A vaporized MOV operates outside of what the manufacturer
has intended and designed. Pop, if he had used facts rather
than post insults, would have first read those MOV datasheets
rather than learn from a BestBuy salesman.

Effective 'whole house' protectors install sufficient
joules. The owner never knows a surge exists AND the protector
remains functional. Power strips that are undersized will
vaporize leaving the appliance exposed to that surge. Then
the naive will recommend them and buy more useless protectors
at tens of times more money per protected appliance.

The naive will declare, "the protector sacrificed itself to
save my computer." Protection already inside the adjacent
computer saved that computer. The surge was too small to
overwhelm internal computer protection. But the same tiny
surge vaporized an undersized, overpriced, and ineffective
protector. Why put sufficient joules inside a protector when
less joules means Pop will recommend it?

If MOVs worked as Pop claims, then removed MOVs (same as
vaporized MOVs) would cause the power strip to stop working.
Reality: even the OK light remains illuminated after all MOVs
are removed:
http://www.zerosurge.com/HTML/movs.html
Why do power strips with vaporized MOVs still provide power?
Because they do not operate as Pop has posted.

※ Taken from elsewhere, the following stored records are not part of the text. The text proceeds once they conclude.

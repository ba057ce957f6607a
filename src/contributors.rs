//! Contributors-via-HEAD (design doc §4.7, REDESIGN FLAGS: kept as a
//! best-effort secondary path, never blocking collection on failure).
//!
//! Grounded on `GitHubAPI.get_repository_contributors_count` in
//! `github_api.py`: a `HEAD /repos/{owner}/{repo}/contributors?per_page=1`
//! request, where the last page number in the `Link` header's `rel="last"`
//! entry is the contributor count (GitHub paginates one contributor per
//! page when `per_page=1`). No `Link` header means zero contributors; a
//! `Link` header without a `last` relation means exactly one page.

use crate::error::HttpError;
use crate::http_client::HttpClient;
use reqwest::header::HeaderMap;

/// Best-effort lookup: any failure (network, parse, missing repo) is
/// swallowed to `None` by the caller rather than aborting collection, since
/// this path supplements the GraphQL-sourced aggregate counts rather than
/// gating them.
pub async fn contributor_count(client: &HttpClient, owner: &str, repo: &str) -> Result<u64, HttpError> {
    let path = format!("repos/{owner}/{repo}/contributors");
    let headers = client.head(&path, &[("per_page", "1"), ("anon", "true")]).await?;
    Ok(parse_contributor_count(&headers))
}

fn parse_contributor_count(headers: &HeaderMap) -> u64 {
    let Some(link) = headers.get("Link").and_then(|v| v.to_str().ok()) else {
        return 0;
    };
    match last_page_number(link) {
        Some(n) => n,
        None => 1,
    }
}

/// Parses the `page=N` query parameter out of the `rel="last"` entry of a
/// `Link` header, e.g. `<https://api.github.com/...&page=42>; rel="last"`.
fn last_page_number(link_header: &str) -> Option<u64> {
    link_header
        .split(',')
        .find(|segment| segment.contains("rel=\"last\""))
        .and_then(|segment| segment.split("page=").nth(1))
        .and_then(|after_page| after_page.split(['&', '>']).next())
        .and_then(|digits| digits.parse::<u64>().ok())
}

#[cfg(test)]
mod tests {
    use super::*;
    use reqwest::header::{HeaderMap, HeaderValue};

    fn headers_with_link(link: &str) -> HeaderMap {
        let mut headers = HeaderMap::new();
        headers.insert("Link", HeaderValue::from_str(link).unwrap());
        headers
    }

    #[test]
    fn no_link_header_means_zero_contributors() {
        assert_eq!(parse_contributor_count(&HeaderMap::new()), 0);
    }

    #[test]
    fn link_without_last_relation_means_one_page() {
        let headers = headers_with_link(
            "<https://api.github.com/repositories/1/contributors?per_page=1&page=2>; rel=\"next\"",
        );
        assert_eq!(parse_contributor_count(&headers), 1);
    }

    #[test]
    fn last_relation_page_number_is_the_contributor_count() {
        let headers = headers_with_link(
            "<https://api.github.com/repositories/1/contributors?per_page=1&page=2>; rel=\"next\", \
             <https://api.github.com/repositories/1/contributors?per_page=1&page=42>; rel=\"last\"",
        );
        assert_eq!(parse_contributor_count(&headers), 42);
    }
}
//! Token Pool & Rate-Limit Scheduler (design doc §4.1).
//!
//! Multiplexes N GitHub credentials under a single mutex. `acquire` is
//! non-blocking unless every credential is exhausted, in which case it polls
//! the earliest reset time every 30 seconds, logging the remaining wait.

use crate::error::PoolError;
use chrono::{DateTime, Utc};
use std::sync::Mutex;
use tokio::time::{sleep, Duration};

/// Per-hour request quota assumed until the first real rate-limit headers
/// are observed for a credential (GitHub's authenticated default).
const DEFAULT_QUOTA: i64 = 5000;
const POLL_INTERVAL: Duration = Duration::from_secs(30);

#[derive(Clone, Debug)]
struct CredentialState {
    token: String,
    remaining: i64,
    reset_time: DateTime<Utc>,
    last_used: DateTime<Utc>,
}

struct Inner {
    credentials: Vec<CredentialState>,
}

/// Shared-mutable pool of credentials. Cloning a `TokenPool` shares the same
/// underlying mutex (it wraps an `Arc` internally via `std::sync::Mutex` over
/// a `Vec`, cheap to clone because the struct only holds an `Arc`).
pub struct TokenPool {
    inner: Mutex<Inner>,
}

/// A leased credential. Callers pass `token()` on outgoing requests and must
/// call `TokenPool::update` afterwards with the rate-limit headers observed.
#[derive(Clone, Debug)]
pub struct Credential {
    pub token: String,
}

impl TokenPool {
    pub fn new(tokens: Vec<String>) -> Result<Self, PoolError> {
        if tokens.is_empty() {
            return Err(PoolError::PoolExhausted);
        }
        let now = Utc::now();
        let credentials = tokens
            .into_iter()
            .map(|token| CredentialState {
                token,
                remaining: DEFAULT_QUOTA,
                reset_time: now + chrono::Duration::hours(1),
                last_used: DateTime::<Utc>::UNIX_EPOCH,
            })
            .collect();
        Ok(Self {
            inner: Mutex::new(Inner { credentials }),
        })
    }

    /// Selects a credential: among those with `remaining > 0` (optimistically
    /// resetting any whose `reset_time` has passed), the one with the most
    /// remaining quota, ties broken by oldest `last_used`. If none have
    /// capacity, blocks until the earliest reset, polling every 30s.
    pub async fn acquire(&self) -> Credential {
        loop {
            let now = Utc::now();
            let mut earliest_reset: Option<DateTime<Utc>> = None;
            let chosen = {
                let mut guard = self.inner.lock().unwrap();
                for cred in guard.credentials.iter_mut() {
                    if now > cred.reset_time {
                        cred.remaining = DEFAULT_QUOTA;
                        cred.reset_time = now + chrono::Duration::hours(1);
                    }
                }
                let best = guard
                    .credentials
                    .iter()
                    .filter(|c| c.remaining > 0)
                    .min_by_key(|c| (std::cmp::Reverse(c.remaining), c.last_used))
                    .map(|c| c.token.clone());

                if best.is_none() {
                    earliest_reset = guard.credentials.iter().map(|c| c.reset_time).min();
                }

                if let Some(token) = &best {
                    if let Some(cred) = guard.credentials.iter_mut().find(|c| &c.token == token) {
                        cred.last_used = now;
                    }
                }
                best
            };

            if let Some(token) = chosen {
                return Credential { token };
            }

            let reset_at = earliest_reset.unwrap_or(now);
            let wait = (reset_at - now).to_std().unwrap_or(Duration::ZERO);
            tracing::warn!(wait_seconds = wait.as_secs(), "all credentials exhausted, waiting for reset");
            let mut remaining_wait = wait;
            while remaining_wait > Duration::ZERO {
                let step = remaining_wait.min(POLL_INTERVAL);
                sleep(step).await;
                remaining_wait = remaining_wait.saturating_sub(step);
                if remaining_wait > Duration::ZERO {
                    tracing::info!(remaining_seconds = remaining_wait.as_secs(), "still waiting for rate-limit reset");
                }
            }
        }
    }

    /// Updates the remaining/reset bookkeeping for a credential after a
    /// response, from the `X-RateLimit-Remaining` / `X-RateLimit-Reset`
    /// headers.
    pub fn update(&self, token: &str, remaining: i64, reset_time: DateTime<Utc>) {
        let mut guard = self.inner.lock().unwrap();
        if let Some(cred) = guard.credentials.iter_mut().find(|c| c.token == token) {
            cred.remaining = remaining;
            cred.reset_time = reset_time;
        }
    }

    #[cfg(test)]
    fn remaining(&self, token: &str) -> Option<i64> {
        self.inner
            .lock()
            .unwrap()
            .credentials
            .iter()
            .find(|c| c.token == token)
            .map(|c| c.remaining)
    }
}
//! Application configuration: environment variables, `.env` loading, and the
//! `clap`-derived CLI surface. CLI flags take precedence over environment
//! variables, which take precedence over built-in defaults.

use clap::{Args, Parser, Subcommand};
use serde::Deserialize;
use std::path::PathBuf;
use std::time::Duration as StdDuration;

/// Configuration loaded from the process environment (`envy`), with sensible
/// defaults matching the documented CLI defaults.
#[derive(Clone, Debug, Deserialize)]
pub struct AppConfig {
    /// `GITHUB_API_TOKEN` or `GITHUB_API_TOKENS` (comma-separated).
    #[serde(default, deserialize_with = "deserialize_tokens")]
    pub github_api_tokens: Vec<String>,

    #[serde(default)]
    pub database_url: Option<String>,

    #[serde(default = "default_cache_dir")]
    pub cache_dir: String,

    #[serde(default = "default_batch_size")]
    pub batch_size: usize,

    #[serde(default = "default_min_stars")]
    pub min_stars: i64,

    #[serde(default = "default_retry_attempts")]
    pub retry_attempts: u32,

    #[serde(default = "default_max_concurrent_owner_fetches")]
    pub max_concurrent_owner_fetches: usize,
}

fn default_cache_dir() -> String {
    ".github_cache".to_string()
}

fn default_batch_size() -> usize {
    50
}

fn default_min_stars() -> i64 {
    100
}

fn default_retry_attempts() -> u32 {
    3
}

fn default_max_concurrent_owner_fetches() -> usize {
    10
}

fn deserialize_tokens<'de, D>(deserializer: D) -> Result<Vec<String>, D::Error>
where
    D: serde::Deserializer<'de>,
{
    let s: Option<String> = Option::deserialize(deserializer)?;
    Ok(parse_tokens(s.as_deref().unwrap_or_default()))
}

fn parse_tokens(s: &str) -> Vec<String> {
    s.split(',')
        .map(str::trim)
        .filter(|t| !t.is_empty())
        .map(str::to_string)
        .collect()
}

impl AppConfig {
    /// Loads configuration from the environment. `GITHUB_API_TOKEN` (single)
    /// and `GITHUB_API_TOKENS` (comma-separated) are merged into one list.
    pub fn from_env() -> Result<Self, envy::Error> {
        let mut config: AppConfig = envy::from_env()?;

        if config.github_api_tokens.is_empty() {
            if let Ok(single) = std::env::var("GITHUB_API_TOKEN") {
                config.github_api_tokens = parse_tokens(&single);
            }
        }

        Ok(config)
    }

    pub fn cache_ttl(&self) -> StdDuration {
        StdDuration::from_secs(24 * 60 * 60)
    }

    /// Resolved database URL, honoring `--db-path` > `DATABASE_URL` > the
    /// documented default SQLite path.
    pub fn resolve_database_url(&self, cli_db_path: Option<&str>) -> String {
        if let Some(path) = cli_db_path {
            return to_sqlite_url(path);
        }
        if let Some(url) = &self.database_url {
            return url.clone();
        }
        to_sqlite_url("data/github_data.db")
    }
}

fn to_sqlite_url(path: &str) -> String {
    if path.contains("://") {
        path.to_string()
    } else {
        format!("sqlite://{path}")
    }
}

/// Top-level CLI surface. The core crawler exposes `collect` and `enrich`;
/// `cleanup` and `export` are thin shells around the external collaborators
/// described in `crate::external`.
#[derive(Parser, Debug)]
#[command(name = "ghcollector", about = "Resumable GitHub repository crawler")]
pub struct Cli {
    /// Database URL or path. Falls back to `DATABASE_URL`, then the default
    /// SQLite path under `data/`.
    #[arg(long, global = true)]
    pub db_path: Option<String>,

    /// Directory for the on-disk HTTP response cache.
    #[arg(long, global = true, env = "CACHE_DIR")]
    pub cache_dir: Option<String>,

    /// Disable interactive confirmation prompts.
    #[arg(long, global = true)]
    pub non_interactive: bool,

    #[command(subcommand)]
    pub command: Command,
}

#[derive(Subcommand, Debug)]
pub enum Command {
    /// Discover repositories matching a star/date filter and persist them.
    Collect(CollectArgs),
    /// Enrich already-collected repositories with GraphQL aggregate counts.
    Enrich(EnrichArgs),
    /// Remove owners with zero referencing repositories.
    Cleanup,
    /// Export store tables to CSV.
    Export(ExportArgs),
}

#[derive(Args, Debug, Clone)]
pub struct CollectArgs {
    #[arg(long, value_enum, default_value_t = TimeRange::Month)]
    pub time_range: TimeRange,

    #[arg(long)]
    pub start_date: Option<chrono::NaiveDate>,

    #[arg(long)]
    pub end_date: Option<chrono::NaiveDate>,

    #[arg(long, conflicts_with = "star_range")]
    pub min_stars: Option<i64>,

    #[arg(long, num_args = 2, value_names = ["MIN", "MAX"], conflicts_with = "min_stars")]
    pub star_range: Option<Vec<i64>>,

    /// Cap on the number of repositories collected in this run.
    #[arg(long)]
    pub limit: Option<u64>,

    /// Resume from the on-disk collection state if present (default true).
    #[arg(long, default_value_t = true)]
    pub resume: bool,
}

#[derive(Clone, Copy, Debug, clap::ValueEnum)]
pub enum TimeRange {
    Week,
    Month,
    Year,
    Custom,
}

#[derive(Args, Debug, Clone)]
pub struct EnrichArgs {
    #[arg(long, default_value_t = 50)]
    pub batch_size: usize,

    #[arg(long)]
    pub dry_run: bool,

    /// Re-enrich every repository, ignoring already-populated aggregates.
    #[arg(long)]
    pub force: bool,

    /// Path to a `failed_repo_ids_*.txt` file; only these ids are retried.
    #[arg(long)]
    pub retry_failed: Option<PathBuf>,
}

#[derive(Args, Debug, Clone)]
pub struct ExportArgs {
    #[arg(long, default_value = "export")]
    pub dest: PathBuf,
}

Meanwhile code demands that all surge protectors not create
flames even if operated beyond its specs. Pop instead tells
us that "That surge ... was large enough to jump the gaps of
the MOVs once they opened up" Therefore a fire is
acceptable? When MOVs vaporize, the spark can continue
jumping across the vaporized MOV. That can mean fire. MOVs
are not designed to operate open circuited and are not
designed to vaporize. MOVs that vaporize - go open circuit -
can even create house fires. Why? Because the protectors was
so grossly undersized; too few joules.

Learn from what Rob Mills has posted. The last place you
want a grossly undersized power strip protector is on a desk
full of papers, in dust balls behind furniture, or on a rug.
Some pictures demonstrate the problem with grossly undersized
plug-in protectors:

http://www.westwhitelandfire.com/Art...Protectors.pdf

http://www.nmsu.edu/~safety/programs...tectorfire.htm
http://www.ddxg.net/old/surge_protectors.htm
http://www.ehs.washington.edu/LabSaf/surge.htm
http://www.cob.org/fire/safety/surge.htm
http://www.hanford.gov/lessons/sitell/ll00/2000-02.htm

And finally: http://www.rbs2.com/fire.htm
A particularly horrifying fact is that many commercial surge
suppressors in the USA put the thermal disconnector and
varistor in series, so that — after the disconnector opens —
the vulnerable equipment downstream from the suppressor is
exposed to whatever voltage killed the varistor.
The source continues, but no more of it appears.